Of course, no decision-making process is perfect. On certain divisive issues, where an intransigent minority are blocking action, it may be necessary to take a vote rather than seeking consensus. Likewise, with the practice of consensus and uncodified organisational forms there is an ever-present possibility of the “tyranny of structurelessness” as informal hierarchies arise engendered by imbalances of time, knowledge and commitment. The automatic response, however, should not be the abandonment of participatory principles in favour of representative ones but an effort to improve the quality of participation and deliberation and empower people by disseminating knowledge and skills more widely. This is the best hope of releasing democratic energy without closure.

Conclusion

We do not mean to advocate an exclusive model of political activism or downgrade the contribution established institutions, with their accumulated wisdom and organising power, will inevitably play in the fight against Tory-Lib Dem austerity measures.

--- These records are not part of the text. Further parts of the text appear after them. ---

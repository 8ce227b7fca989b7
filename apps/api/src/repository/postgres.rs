use std::sync::Arc;

use async_trait::async_trait;
use sqlx::PgPool;
use tokio::sync::OnceCell;
use tracing::error;

use crate::db::prepare_schema;
use crate::errors::AppError;
use crate::models::application::{ApplicationRecord, NewApplication};
use crate::repository::ApplicationRepository;

/// Records live in the `job_applications` table. `id` and `created_at` come
/// from column defaults.
///
/// The table is created on the first successful contact with the store, so a
/// store that was down at startup works as soon as it comes back.
#[derive(Clone)]
pub struct PgApplicationRepository {
    pool: PgPool,
    schema: Arc<OnceCell<()>>,
}

impl PgApplicationRepository {
    pub fn new(pool: PgPool) -> Self {
        Self {
            pool,
            schema: Arc::new(OnceCell::new()),
        }
    }

    /// Runs migrations once. A failure leaves the cell empty and the next
    /// call tries again.
    pub async fn ensure_schema(&self) -> Result<(), AppError> {
        self.schema
            .get_or_try_init(|| async {
                prepare_schema(&self.pool).await.map_err(|e| {
                    error!("Store not ready: {e:#}");
                    AppError::Persistence(format!("{e:#}"))
                })
            })
            .await?;
        Ok(())
    }
}

#[async_trait]
impl ApplicationRepository for PgApplicationRepository {
    async fn create(
        &self,
        application: NewApplication,
        resume: String,
    ) -> Result<ApplicationRecord, AppError> {
        self.ensure_schema().await?;
        let record = sqlx::query_as::<_, ApplicationRecord>(
            r#"
            INSERT INTO job_applications
                (first_name, last_name, email, job_role, address, city, pincode, date, resume)
            VALUES ($1, $2, $3, $4, $5, $6, $7, $8, $9)
            RETURNING id, first_name, last_name, email, job_role, address, city,
                      pincode, date, resume, created_at
            "#,
        )
        .bind(application.first_name)
        .bind(application.last_name)
        .bind(application.email)
        .bind(application.job_role)
        .bind(application.address)
        .bind(application.city)
        .bind(application.pincode)
        .bind(application.date)
        .bind(resume)
        .fetch_one(&self.pool)
        .await?;

        Ok(record)
    }

    async fn list_all(&self) -> Result<Vec<ApplicationRecord>, AppError> {
        self.ensure_schema().await?;
        let records = sqlx::query_as::<_, ApplicationRecord>(
            r#"
            SELECT id, first_name, last_name, email, job_role, address, city,
                   pincode, date, resume, created_at
            FROM job_applications
            "#,
        )
        .fetch_all(&self.pool)
        .await?;

        Ok(records)
    }
}
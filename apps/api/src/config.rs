use std::path::PathBuf;

use anyhow::{bail, Context, Result};

/// Which backing store holds application records.
#[derive(Debug, Clone, Copy, PartialEq, Eq)]
pub enum StoreKind {
    Postgres,
    Memory,
}

impl StoreKind {
    fn parse(raw: &str) -> Result<Self> {
        match raw.trim().to_ascii_lowercase().as_str() {
            "postgres" | "postgresql" => Ok(StoreKind::Postgres),
            "memory" => Ok(StoreKind::Memory),
            other => bail!("APPLICATION_STORE must be 'postgres' or 'memory', got '{other}'"),
        }
    }
}

/// Application configuration loaded from environment variables.
/// Fails at startup if a required variable is missing or unparseable.
#[derive(Debug, Clone)]
pub struct Config {
    pub store: StoreKind,
    /// Only required when `store` is `Postgres`.
    pub database_url: Option<String>,
    pub upload_dir: PathBuf,
    pub max_upload_bytes: usize,
    pub cors_origins: Vec<String>,
    pub port: u16,
    pub rust_log: String,
}

impl Config {
    pub fn from_env() -> Result<Self> {
        dotenvy::dotenv().ok(); // load .env if present; ignore if missing

        let store = StoreKind::parse(
            &std::env::var("APPLICATION_STORE").unwrap_or_else(|_| "postgres".to_string()),
        )?;
        let database_url = match store {
            StoreKind::Postgres => Some(require_env("DATABASE_URL")?),
            StoreKind::Memory => std::env::var("DATABASE_URL").ok(),
        };

        Ok(Config {
            store,
            database_url,
            upload_dir: std::env::var("UPLOAD_DIR")
                .map(PathBuf::from)
                .unwrap_or_else(|_| PathBuf::from("uploads")),
            max_upload_bytes: std::env::var("MAX_UPLOAD_BYTES")
                .unwrap_or_else(|_| "10485760".to_string())
                .parse::<usize>()
                .context("MAX_UPLOAD_BYTES must be a positive integer")?,
            cors_origins: parse_origins(
                &std::env::var("CORS_ORIGINS")
                    .unwrap_or_else(|_| "http://localhost:3000".to_string()),
            ),
            port: std::env::var("PORT")
                .unwrap_or_else(|_| "5001".to_string())
                .parse::<u16>()
                .context("PORT must be a valid port number")?,
            rust_log: std::env::var("RUST_LOG").unwrap_or_else(|_| "info".to_string()),
        })
    }
}

fn require_env(key: &str) -> Result<String> {
    std::env::var(key).with_context(|| format!("Required environment variable '{key}' is not set"))
}

fn parse_origins(raw: &str) -> Vec<String> {
    raw.split(',')
        .map(|o| o.trim().trim_end_matches('/').to_string())
        .filter(|o| !o.is_empty())
        .collect()
}
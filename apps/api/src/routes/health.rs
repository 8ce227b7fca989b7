use axum::{extract::State, http::StatusCode, Json};
use serde_json::{json, Value};

use crate::state::AppState;

/// GET /health
/// 200 while the upload directory is usable, 503 otherwise. The record store
/// is not checked here; its outages surface as 500s on the data endpoints.
pub async fn health_handler(State(state): State<AppState>) -> (StatusCode, Json<Value>) {
    let uploads_ok = state.uploads.is_available().await;
    let (status, summary, uploads) = if uploads_ok {
        (StatusCode::OK, "ok", "ok")
    } else {
        (StatusCode::SERVICE_UNAVAILABLE, "degraded", "missing")
    };

    (
        status,
        Json(json!({
            "status": summary,
            "uploads": uploads,
            "version": env!("CARGO_PKG_VERSION"),
            "service": "intake-api"
        })),
    )
}
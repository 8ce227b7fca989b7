use std::net::SocketAddr;
use std::sync::Arc;

use anyhow::{Context, Result};
use axum::extract::DefaultBodyLimit;
use tower_http::trace::TraceLayer;
use tracing::{info, warn};
use tracing_subscriber::{layer::SubscriberExt, util::SubscriberInitExt, EnvFilter};

use intake::clock::SystemClock;
use intake::config::{Config, StoreKind};
use intake::db::create_pool;
use intake::repository::{
    ApplicationRepository, InMemoryApplicationRepository, PgApplicationRepository,
};
use intake::routes::{build_router, cors_layer};
use intake::state::AppState;
use intake::uploads::UploadStore;

#[tokio::main]
async fn main() -> Result<()> {
    // Load configuration first (fails on missing required env vars)
    let config = Config::from_env()?;

    // Initialize structured logging
    tracing_subscriber::registry()
        .with(EnvFilter::try_from_default_env().unwrap_or_else(|_| {
            EnvFilter::new(format!(
                "{crate_name}={level},tower_http={level}",
                crate_name = env!("CARGO_CRATE_NAME"),
                level = &config.rust_log
            ))
        }))
        .with(tracing_subscriber::fmt::layer())
        .init();

    info!("Starting intake API v{}", env!("CARGO_PKG_VERSION"));

    // Upload directory is created once, here
    let uploads = UploadStore::new(&config.upload_dir, Arc::new(SystemClock));
    uploads
        .ensure_dir()
        .with_context(|| format!("Cannot create {}", config.upload_dir.display()))?;

    let repository: Arc<dyn ApplicationRepository> = match config.store {
        StoreKind::Postgres => {
            let url = config
                .database_url
                .as_deref()
                .context("DATABASE_URL is required for the postgres store")?;
            let repository = PgApplicationRepository::new(create_pool(url)?);
            // Unreachable store is logged; requests retry the schema until it is back
            if repository.ensure_schema().await.is_err() {
                warn!("Starting without a reachable store");
            }
            Arc::new(repository)
        }
        StoreKind::Memory => {
            info!("Using in-memory application store; records are lost on restart");
            Arc::new(InMemoryApplicationRepository::new())
        }
    };

    let state = AppState {
        repository,
        uploads,
    };

    let app = build_router(state)
        .layer(DefaultBodyLimit::max(config.max_upload_bytes))
        .layer(TraceLayer::new_for_http())
        .layer(cors_layer(&config.cors_origins)?);

    let addr: SocketAddr = format!("0.0.0.0:{}", config.port).parse()?;
    info!("Listening on {addr}");

    let listener = tokio::net::TcpListener::bind(addr).await?;
    axum::serve(listener, app).await?;

    Ok(())
}
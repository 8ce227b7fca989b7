//! Job-application intake service: multipart submissions with an optional
//! resume file, persisted records, listing, and read-back of stored files.

pub mod clock;
pub mod config;
pub mod db;
pub mod errors;
pub mod models;
pub mod repository;
pub mod routes;
pub mod state;
pub mod uploads;

pub use routes::build_router;
pub use state::AppState;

Instead, we have aimed to elucidate the phenomenon of open source political activism in the anti-cuts movement and argue why its dynamic and creative potential should not be ignored or dismissed as a mere temporary phase before the inevitable discipline of central organisation and leadership. Over the coming months, establishment forces – the Metropolitan police, the media, university authorities, the political establishment, and even those established actors of dissent – with a vested interest in the neutralisation and pacification of dissent, will place enormous pressure on those engaged in resistance to the cuts to conform to familiar institutional models of organisation. They will insist on identifying leaders within the movement to represent it and negotiate on its behalf. These, their experience tells them, can be relied upon to manage the trouble-makers, policing the movement from within and diluting aims and ambitions. With the rise of networked activism, there is an alternative – and though its aims may sometimes seem more amorphous and less easy to codify than with organised activism, this may also be its strength.

Whilst it is true that identified objectives subsequent to networked, open-source resistance might take time to formulate, they might also prove very difficult to dilute and co-opt. Most importantly they will prove much harder to castigate as undemocratic.